[Supplied information Boundary: Start]
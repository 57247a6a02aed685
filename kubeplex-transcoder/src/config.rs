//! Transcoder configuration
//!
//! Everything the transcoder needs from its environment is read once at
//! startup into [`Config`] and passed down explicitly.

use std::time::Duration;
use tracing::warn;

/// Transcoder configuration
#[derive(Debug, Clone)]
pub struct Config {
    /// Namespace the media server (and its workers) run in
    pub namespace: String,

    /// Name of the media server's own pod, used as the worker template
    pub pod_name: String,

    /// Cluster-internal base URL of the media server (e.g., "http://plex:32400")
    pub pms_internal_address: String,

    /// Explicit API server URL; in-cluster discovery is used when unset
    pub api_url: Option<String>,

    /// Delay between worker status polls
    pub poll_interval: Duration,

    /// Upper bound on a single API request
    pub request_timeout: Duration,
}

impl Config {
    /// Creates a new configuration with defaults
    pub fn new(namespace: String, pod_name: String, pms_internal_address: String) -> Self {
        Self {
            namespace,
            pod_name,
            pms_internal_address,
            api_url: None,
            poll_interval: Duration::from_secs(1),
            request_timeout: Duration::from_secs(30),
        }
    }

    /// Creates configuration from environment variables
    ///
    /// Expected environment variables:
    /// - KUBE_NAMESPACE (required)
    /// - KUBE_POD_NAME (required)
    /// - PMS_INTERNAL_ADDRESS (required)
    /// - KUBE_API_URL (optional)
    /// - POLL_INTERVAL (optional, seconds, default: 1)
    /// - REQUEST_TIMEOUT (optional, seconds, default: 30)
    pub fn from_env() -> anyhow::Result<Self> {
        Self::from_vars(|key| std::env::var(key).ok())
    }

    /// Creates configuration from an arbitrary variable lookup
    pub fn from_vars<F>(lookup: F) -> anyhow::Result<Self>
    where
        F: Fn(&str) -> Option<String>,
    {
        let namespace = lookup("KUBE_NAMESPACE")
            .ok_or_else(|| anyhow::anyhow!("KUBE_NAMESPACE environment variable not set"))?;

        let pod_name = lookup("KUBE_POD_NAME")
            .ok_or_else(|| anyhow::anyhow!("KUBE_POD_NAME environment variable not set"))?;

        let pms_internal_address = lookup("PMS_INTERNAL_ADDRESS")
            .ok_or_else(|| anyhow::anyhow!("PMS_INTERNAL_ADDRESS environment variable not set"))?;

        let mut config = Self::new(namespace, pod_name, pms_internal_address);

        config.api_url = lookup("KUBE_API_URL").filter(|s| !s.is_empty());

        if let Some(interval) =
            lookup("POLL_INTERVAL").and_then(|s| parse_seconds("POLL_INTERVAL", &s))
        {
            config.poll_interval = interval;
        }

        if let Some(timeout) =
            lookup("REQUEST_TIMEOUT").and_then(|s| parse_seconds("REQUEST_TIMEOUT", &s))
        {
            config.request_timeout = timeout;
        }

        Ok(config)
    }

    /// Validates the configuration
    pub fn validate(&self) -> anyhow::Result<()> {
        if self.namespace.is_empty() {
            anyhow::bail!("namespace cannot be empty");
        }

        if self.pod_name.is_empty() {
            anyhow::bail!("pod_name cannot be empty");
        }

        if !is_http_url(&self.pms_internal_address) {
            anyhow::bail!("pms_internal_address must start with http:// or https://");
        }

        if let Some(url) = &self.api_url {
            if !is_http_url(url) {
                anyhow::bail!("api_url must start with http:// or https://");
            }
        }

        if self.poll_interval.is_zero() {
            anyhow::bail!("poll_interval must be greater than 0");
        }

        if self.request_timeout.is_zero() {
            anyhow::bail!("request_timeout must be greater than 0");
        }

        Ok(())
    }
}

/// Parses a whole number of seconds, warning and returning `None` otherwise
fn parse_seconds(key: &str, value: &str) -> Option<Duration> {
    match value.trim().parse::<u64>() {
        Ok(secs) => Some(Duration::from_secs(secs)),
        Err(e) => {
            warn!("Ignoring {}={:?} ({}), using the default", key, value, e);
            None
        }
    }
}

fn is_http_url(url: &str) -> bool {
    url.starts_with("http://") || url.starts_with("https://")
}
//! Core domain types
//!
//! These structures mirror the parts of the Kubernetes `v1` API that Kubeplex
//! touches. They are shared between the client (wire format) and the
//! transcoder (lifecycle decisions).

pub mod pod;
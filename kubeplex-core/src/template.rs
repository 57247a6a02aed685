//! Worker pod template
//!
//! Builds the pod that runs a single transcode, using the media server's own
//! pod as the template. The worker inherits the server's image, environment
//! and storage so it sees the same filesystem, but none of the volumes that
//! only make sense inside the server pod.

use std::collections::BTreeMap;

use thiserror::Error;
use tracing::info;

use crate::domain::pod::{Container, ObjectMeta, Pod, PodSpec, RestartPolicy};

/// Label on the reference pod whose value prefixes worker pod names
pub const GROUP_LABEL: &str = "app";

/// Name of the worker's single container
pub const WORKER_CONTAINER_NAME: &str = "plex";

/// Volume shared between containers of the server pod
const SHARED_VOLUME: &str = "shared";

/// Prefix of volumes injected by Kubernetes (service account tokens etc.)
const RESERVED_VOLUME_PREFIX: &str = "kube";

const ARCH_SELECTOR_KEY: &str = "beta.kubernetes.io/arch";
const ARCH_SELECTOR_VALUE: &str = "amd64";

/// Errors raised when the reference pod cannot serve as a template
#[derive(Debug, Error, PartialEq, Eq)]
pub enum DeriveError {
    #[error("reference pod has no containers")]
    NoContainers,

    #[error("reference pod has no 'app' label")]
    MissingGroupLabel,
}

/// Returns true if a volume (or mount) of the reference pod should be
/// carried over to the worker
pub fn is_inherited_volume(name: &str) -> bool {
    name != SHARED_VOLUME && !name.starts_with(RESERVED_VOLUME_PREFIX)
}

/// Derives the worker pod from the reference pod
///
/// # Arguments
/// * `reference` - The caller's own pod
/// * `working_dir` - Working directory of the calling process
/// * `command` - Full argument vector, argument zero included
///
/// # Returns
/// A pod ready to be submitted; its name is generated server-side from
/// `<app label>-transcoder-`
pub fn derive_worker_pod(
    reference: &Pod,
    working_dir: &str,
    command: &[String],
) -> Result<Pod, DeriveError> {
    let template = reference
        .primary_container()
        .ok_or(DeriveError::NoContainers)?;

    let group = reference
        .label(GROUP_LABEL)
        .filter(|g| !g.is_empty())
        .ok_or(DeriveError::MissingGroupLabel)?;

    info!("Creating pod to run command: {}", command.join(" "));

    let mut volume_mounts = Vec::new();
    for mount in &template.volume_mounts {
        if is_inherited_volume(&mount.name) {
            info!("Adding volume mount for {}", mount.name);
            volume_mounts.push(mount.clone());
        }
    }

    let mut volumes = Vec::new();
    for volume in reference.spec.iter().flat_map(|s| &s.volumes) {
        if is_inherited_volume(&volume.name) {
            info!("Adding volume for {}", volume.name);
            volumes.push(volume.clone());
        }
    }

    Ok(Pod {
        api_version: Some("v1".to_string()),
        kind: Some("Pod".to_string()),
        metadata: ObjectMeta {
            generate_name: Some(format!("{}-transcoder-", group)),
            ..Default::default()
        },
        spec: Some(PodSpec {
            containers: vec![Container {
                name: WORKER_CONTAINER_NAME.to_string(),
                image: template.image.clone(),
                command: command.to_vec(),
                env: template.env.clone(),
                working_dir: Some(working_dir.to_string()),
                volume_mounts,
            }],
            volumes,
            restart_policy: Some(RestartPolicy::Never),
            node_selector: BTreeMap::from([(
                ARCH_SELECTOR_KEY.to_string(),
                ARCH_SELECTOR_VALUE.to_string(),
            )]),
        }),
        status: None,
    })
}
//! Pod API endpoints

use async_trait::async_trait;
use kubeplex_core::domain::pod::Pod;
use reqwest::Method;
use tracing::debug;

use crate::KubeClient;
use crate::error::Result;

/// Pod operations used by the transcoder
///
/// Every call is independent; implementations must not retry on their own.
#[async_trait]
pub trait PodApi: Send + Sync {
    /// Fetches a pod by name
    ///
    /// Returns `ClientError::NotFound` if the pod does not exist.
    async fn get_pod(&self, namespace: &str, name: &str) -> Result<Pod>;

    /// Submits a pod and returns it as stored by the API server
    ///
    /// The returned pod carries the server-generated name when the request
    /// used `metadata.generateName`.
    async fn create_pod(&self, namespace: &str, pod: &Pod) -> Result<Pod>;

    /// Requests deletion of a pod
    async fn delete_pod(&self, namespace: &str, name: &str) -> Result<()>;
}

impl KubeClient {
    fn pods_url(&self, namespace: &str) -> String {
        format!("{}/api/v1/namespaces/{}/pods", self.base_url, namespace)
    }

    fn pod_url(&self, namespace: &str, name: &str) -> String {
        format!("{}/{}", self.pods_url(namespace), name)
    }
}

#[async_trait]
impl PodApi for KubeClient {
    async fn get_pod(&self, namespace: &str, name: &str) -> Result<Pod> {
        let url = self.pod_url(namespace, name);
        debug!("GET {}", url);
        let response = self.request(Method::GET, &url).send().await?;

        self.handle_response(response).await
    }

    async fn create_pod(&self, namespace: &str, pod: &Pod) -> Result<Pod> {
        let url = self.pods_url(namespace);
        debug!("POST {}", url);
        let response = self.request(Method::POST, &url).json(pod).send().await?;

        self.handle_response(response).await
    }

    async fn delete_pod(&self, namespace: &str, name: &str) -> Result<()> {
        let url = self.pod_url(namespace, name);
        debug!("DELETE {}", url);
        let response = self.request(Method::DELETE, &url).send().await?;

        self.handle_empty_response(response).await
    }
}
[Supplied information Boundary: End]
▸ **Assignment**: Which lines of the data contain the string "POST"? Copy each one.

▸ **Result of the task**:
        debug!("POST {}", url);
        let response = self.request(Method::POST, &url).json(pod).send().await?;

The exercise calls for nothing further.